> [Exercise directions] In the records below, the lines from the one with "let mut layer" through the last are to be printed exactly, and nothing else.

= Beginning of Section =

use commonware_cryptography::ed25519::PublicKey;
use encwars_execution::{load_session, nonce, Layer, Memory, Receipt, Simulated, State as _};
use encwars_types::{
    execution::{Event, Transaction},
    Address, GameError, GameMeta, PlayerSession,
};
use std::collections::HashMap;
use std::sync::{Arc, Mutex};
use thiserror::Error;
use tokio::sync::{Mutex as AsyncMutex, RwLock};
use tracing::{debug, warn};

#[derive(Debug, Error)]
pub enum SubmitError {
    #[error("invalid transaction signature")]
    InvalidSignature,
    #[error("transaction dropped (stale or future nonce)")]
    Dropped,
    #[error(transparent)]
    Rejected(#[from] GameError),
    #[error("execution unavailable: {0}")]
    Unavailable(anyhow::Error),
}

/// Single-instance ledger: session repository, encrypted-compute backend and per-owner locks.
pub struct Ledger {
    address: Address,
    state: RwLock<Memory>,
    backend: Arc<Simulated>,
    owners: Mutex<HashMap<PublicKey, Arc<AsyncMutex<()>>>>,
}

impl Ledger {
    pub fn new(address: Address, backend: Arc<Simulated>) -> Self {
        Self {
            address,
            state: RwLock::new(Memory::default()),
            backend,
            owners: Mutex::new(HashMap::new()),
        }
    }

    pub fn address(&self) -> Address {
        self.address
    }

    fn owner_lock(&self, owner: &PublicKey) -> Arc<AsyncMutex<()>> {
        let mut owners = self
            .owners
            .lock()
            .unwrap_or_else(|poisoned| poisoned.into_inner());
        owners.entry(owner.clone()).or_default().clone()
    }

    /// Forgets `owner`'s lock once no other submission holds or awaits it.
    fn release_owner_lock(&self, owner: &PublicKey, lock: Arc<AsyncMutex<()>>) {
        let mut owners = self
            .owners
            .lock()
            .unwrap_or_else(|poisoned| poisoned.into_inner());
        // One reference in the map, one in `lock`.
        if Arc::strong_count(&lock) == 2 {
            owners.remove(owner);
        }
    }

    /// Executes one transaction. Transactions from the same owner are serialized; distinct owners
    /// only contend on the final commit.
    pub async fn submit(&self, transaction: Transaction) -> Result<Vec<Event>, SubmitError> {
        if !transaction.verify() {
            return Err(SubmitError::InvalidSignature);
        }
        let owner = transaction.public.clone();
        let lock = self.owner_lock(&owner);
        let result = {
            let _guard = lock.lock().await;
            self.execute(transaction).await
        };
        self.release_owner_lock(&owner, lock);
        result
    }

    async fn execute(&self, transaction: Transaction) -> Result<Vec<Event>, SubmitError> {
        let (receipts, changes) = {
            let state = self.state.read().await;
            let mut layer = Layer::new(&*state, self.backend.as_ref(), self.address);
            let receipts = layer
                .execute(vec![transaction])
                .await
                .map_err(SubmitError::Unavailable)?;
            (receipts, layer.commit())
        };
        self.state
            .write()
            .await
            .apply(changes)
            .await
            .map_err(SubmitError::Unavailable)?;

        let Some(Receipt {
            public,
            nonce: included,
            result,
        }) = receipts.into_iter().next() else {
            return Err(SubmitError::Dropped);
        };
        match result {
            Ok(events) => {
                debug!(public = ?public, nonce = included, events = events.len(), "transaction included");
                Ok(events)
            }
            Err(err) => {
                warn!(public = ?public, nonce = included, error = %err, "transaction reverted");
                Err(SubmitError::Rejected(err))
            }
        }
    }

    pub async fn nonce(&self, owner: &PublicKey) -> anyhow::Result<u64> {
        let state = self.state.read().await;
        nonce(&*state, owner).await
    }

    pub async fn session(&self, owner: &PublicKey) -> anyhow::Result<PlayerSession> {
        let state = self.state.read().await;
        load_session(&*state, owner).await
    }

    pub async fn meta(&self, owner: &PublicKey) -> anyhow::Result<GameMeta> {
        Ok(self.session(owner).await?.meta())
    }
}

= End of Section =

> [Answer area]
            let mut layer = Layer::new(&*state, self.backend.as_ref(), self.address);
            let receipts = layer
                .execute(vec![transaction])
                .await
                .map_err(SubmitError::Unavailable)?;
            (receipts, layer.commit())
        };
        self.state
            .write()
            .await
            .apply(changes)
            .await
            .map_err(SubmitError::Unavailable)?;

        let Some(Receipt {
            public,
            nonce: included,
            result,
        }) = receipts.into_iter().next() else {
            return Err(SubmitError::Dropped);
        };
        match result {
            Ok(events) => {
                debug!(public = ?public, nonce = included, events = events.len(), "transaction included");
                Ok(events)
            }
            Err(err) => {
                warn!(public = ?public, nonce = included, error = %err, "transaction reverted");
                Err(SubmitError::Rejected(err))
            }
        }
    }

    pub async fn nonce(&self, owner: &PublicKey) -> anyhow::Result<u64> {
        let state = self.state.read().await;
        nonce(&*state, owner).await
    }

    pub async fn session(&self, owner: &PublicKey) -> anyhow::Result<PlayerSession> {
        let state = self.state.read().await;
        load_session(&*state, owner).await
    }

    pub async fn meta(&self, owner: &PublicKey) -> anyhow::Result<GameMeta> {
        Ok(self.session(owner).await?.meta())
    }
}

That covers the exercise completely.